勇者様は、倒したオークチャンピオンにとどめを刺さなかった。しかもルーンを奪いもしなかった。セウルギンさんは血相変えて勇者様に迫った・・・これは珍しい。
「ルーンを、互いの種族の命運をかけて戦ったのですよ!このままみすみす・・・。」
って、勢いで。で、勇者様が答えるには
「ええっと・・・。」
もっとも、俺が勇者様の意志を忖度して・・・いやいや、翻訳するところによれば
「そんなの、いらない。」
だって。
泡を吹きそうなセウルギンさん・・・ホントに珍しい・・・に対してコルンさんも
「まあ、ここでまたルーンとやらが増えても、ちょっと私たちには荷が重いかな。」
って言ってたし、護姫様も賛同する。
「互いの勢力が大きく均衡を崩すのは、却って危険であろう。自棄になったオーク族がどう出るかわからぬ。今は北方領が安定することを望むべきだ。」
それで、決闘に敗れたオークチャンピオンは、自然に元のオークマーシャルに戻り、帰された。俺は、ヤツに向けてつぶやいた勇者様のお言葉が実現することを祈るばかりだ。

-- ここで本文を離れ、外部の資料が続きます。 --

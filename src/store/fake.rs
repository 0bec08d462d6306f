//! In-memory [`KvClient`] with injectable faults, for tests.

use std::collections::HashMap;
use std::sync::atomic::{AtomicBool, AtomicU32, Ordering};
use std::time::Duration;

use async_trait::async_trait;
use parking_lot::Mutex;

use super::{KvClient, StoreError};

#[derive(Debug, Default)]
pub(crate) struct FakeKv {
    values: Mutex<HashMap<String, String>>,
    fail: AtomicBool,
    rejected_swaps: AtomicU32,
    swap_attempts: AtomicU32,
    latency: Mutex<Option<Duration>>,
}

impl FakeKv {
    pub(crate) fn new() -> Self {
        Self::default()
    }

    pub(crate) fn raw(&self, key: &str) -> Option<String> {
        self.values.lock().get(key).cloned()
    }

    pub(crate) fn insert_raw(&self, key: &str, value: &str) {
        self.values.lock().insert(key.to_string(), value.to_string());
    }

    /// Make every call fail as if the service were down.
    pub(crate) fn fail_calls(&self, fail: bool) {
        self.fail.store(fail, Ordering::SeqCst);
    }

    /// Report a conflict for the next `count` swaps, regardless of the value.
    pub(crate) fn reject_next_swaps(&self, count: u32) {
        self.rejected_swaps.store(count, Ordering::SeqCst);
    }

    pub(crate) fn set_latency(&self, latency: Duration) {
        *self.latency.lock() = Some(latency);
    }

    pub(crate) fn swap_attempts(&self) -> u32 {
        self.swap_attempts.load(Ordering::SeqCst)
    }

    async fn round_trip(&self) -> Result<(), StoreError> {
        let latency = *self.latency.lock();
        if let Some(latency) = latency {
            tokio::time::sleep(latency).await;
        }
        if self.fail.load(Ordering::SeqCst) {
            return Err(StoreError::Unavailable("connection refused".to_string()));
        }
        tokio::task::yield_now().await;
        Ok(())
    }
}

#[async_trait]
impl KvClient for FakeKv {
    async fn get(&self, key: &str) -> Result<Option<String>, StoreError> {
        self.round_trip().await?;
        Ok(self.raw(key))
    }

    async fn set(&self, key: &str, value: String) -> Result<(), StoreError> {
        self.round_trip().await?;
        self.values.lock().insert(key.to_string(), value);
        Ok(())
    }

    async fn compare_and_swap(
        &self,
        key: &str,
        expected: Option<&str>,
        value: String,
    ) -> Result<bool, StoreError> {
        self.round_trip().await?;
        self.swap_attempts.fetch_add(1, Ordering::SeqCst);

        let rejected = self
            .rejected_swaps
            .fetch_update(Ordering::SeqCst, Ordering::SeqCst, |n| n.checked_sub(1))
            .is_ok();
        if rejected {
            return Ok(false);
        }

        let mut values = self.values.lock();
        if values.get(key).map(String::as_str) != expected {
            return Ok(false);
        }
        values.insert(key.to_string(), value);
        Ok(true)
    }
}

『私たちが望むのは、和解。あなたをこのまま返すのは、あなた方にも事情があったと思うし、ただその事情が私たちに迷惑だってわかってほしいから。力を貸してほしいならそう言って。』
きっとこれも実現しない。でも、いつかは、これに近づくことができるかもしれない。勇者様は、そのための種をまいたのだ、今回も。

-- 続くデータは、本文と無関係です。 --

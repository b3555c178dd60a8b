use thiserror::Error;

use crate::piece::Color;
use crate::position::{Move, Position};

pub type Result<T> = std::result::Result<T, ChessError>;

/// Why `Game::make_move` refused a move.
#[derive(Debug, Clone, Copy, PartialEq, Eq, Error)]
pub enum InvalidMoveReason {
    #[error("there is no piece on {0}")]
    EmptySquare(Position),
    #[error("that piece is {piece}, but it is {to_move}'s turn")]
    WrongTurn { piece: Color, to_move: Color },
    #[error("the piece cannot move there")]
    NotLegal,
}

#[derive(Debug, Clone, PartialEq, Eq, Error)]
pub enum ChessError {
    #[error("invalid move {mv}: {reason}")]
    InvalidMove { mv: Move, reason: InvalidMoveReason },

    /// Both kings must be on the board in any reachable position.
    #[error("no {0} king on the board")]
    MissingKing(Color),

    #[error("invalid board diagram: {0}")]
    InvalidDiagram(String),
}

impl ChessError {
    pub(crate) fn invalid_move(mv: Move, reason: InvalidMoveReason) -> Self {
        ChessError::InvalidMove { mv, reason }
    }
}

#[cfg(test)]
mod tests {
    use super::*;

    #[test]
    fn invalid_move_messages_name_the_cause() {
        let mv = Move::new(Position::new(2, 5).unwrap(), Position::new(3, 5).unwrap(), None);

        let empty = ChessError::invalid_move(mv, InvalidMoveReason::EmptySquare(mv.start()));
        assert_eq!(empty.to_string(), "invalid move e2 -> e3: there is no piece on e2");

        let turn = ChessError::invalid_move(
            mv,
            InvalidMoveReason::WrongTurn { piece: Color::Black, to_move: Color::White },
        );
        assert_eq!(turn.to_string(), "invalid move e2 -> e3: that piece is black, but it is white's turn");

        let illegal = ChessError::invalid_move(mv, InvalidMoveReason::NotLegal);
        assert!(illegal.to_string().ends_with("the piece cannot move there"));
    }

    #[test]
    fn missing_king_names_the_color() {
        assert_eq!(ChessError::MissingKing(Color::White).to_string(), "no white king on the board");
    }
}
// src/main.rs
use std::error::Error;

use chess_rules::{Color, Game, Move, Position};
use tracing_subscriber::EnvFilter;

// The quickest mate these rules allow, pawns advancing one square at a time.
const DEMO_GAME: [((u8, u8), (u8, u8)); 6] = [
    ((2, 6), (3, 6)), // f3
    ((7, 5), (6, 5)), // e6
    ((2, 7), (3, 7)), // g3
    ((7, 1), (6, 1)), // a6
    ((3, 7), (4, 7)), // g4
    ((8, 4), (4, 8)), // Qh4
];

fn square(row: u8, column: u8) -> Result<Position, Box<dyn Error>> {
    Ok(Position::new(row, column).ok_or("square off the board")?)
}

fn main() -> Result<(), Box<dyn Error>> {
    tracing_subscriber::fmt()
        .with_env_filter(EnvFilter::from_default_env())
        .init();

    let mut game = Game::new();
    println!("{}", game.board());

    for (from, to) in DEMO_GAME {
        let mv = Move::new(square(from.0, from.1)?, square(to.0, to.1)?, None);
        let mover = game.turn();
        game.make_move(&mv)?;
        println!("{:?} plays {}", mover, mv);
        println!("{}", game.board());
    }

    for color in [Color::White, Color::Black] {
        println!(
            "{:?}: check={} checkmate={} stalemate={}",
            color,
            game.is_in_check(color)?,
            game.is_in_checkmate(color)?,
            game.is_in_stalemate(color)?
        );
    }
    Ok(())
}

『・・・まぁ、わかりました。確かに我々には勇気のルーンの具現化が先でしょうから。』
セウルギンさんは最後にはそう言って納得した。それはまるで「どうせあのブドウはすっぱいに違いない」って言ってるようだったけど。でも、実際、勇者様に渡した勇気の剣は、戦いの後あっさりと消えた。「旗」の時のように、虹になるとかそんな格好のいい消え方じゃなくていきなりなくなった。もう一回作れるかって?・・・さぁ?
「パシリ・・・髪、黒かった・・・なんか怖い。」
・・・すみませんね。変装ですよ。ヘンソー!
勇者様・・・何ですかその口をとがらせてぶうぶう・・・。俺の正体?ユシウス?パリュシウスですよ、パリュって、また舌かんじゃって。ポカって、殴らないで。痛くないけど・・・。
長い戦いが終わって。
不気味な赤い幕が全て無くなって。
きれいな青空が、地平線が広がるようになって。
衛兵たちが俺たちを見つけて、叫んでくれて。
アルが俺を見つけて、殴りかかってきて・・・なんでだ?
俺は泣きじゃくるアルを抱きかかえて。
気が付くと、城内からも大きな声がして。
勇者様を讃える声が。
北方領を祝福する声が。
北の盟主アルテアを呼ぶ声が。
そして、平原には、勇者エンノと、北の盟主アルテアを讃える声が交互に鳴り響いた。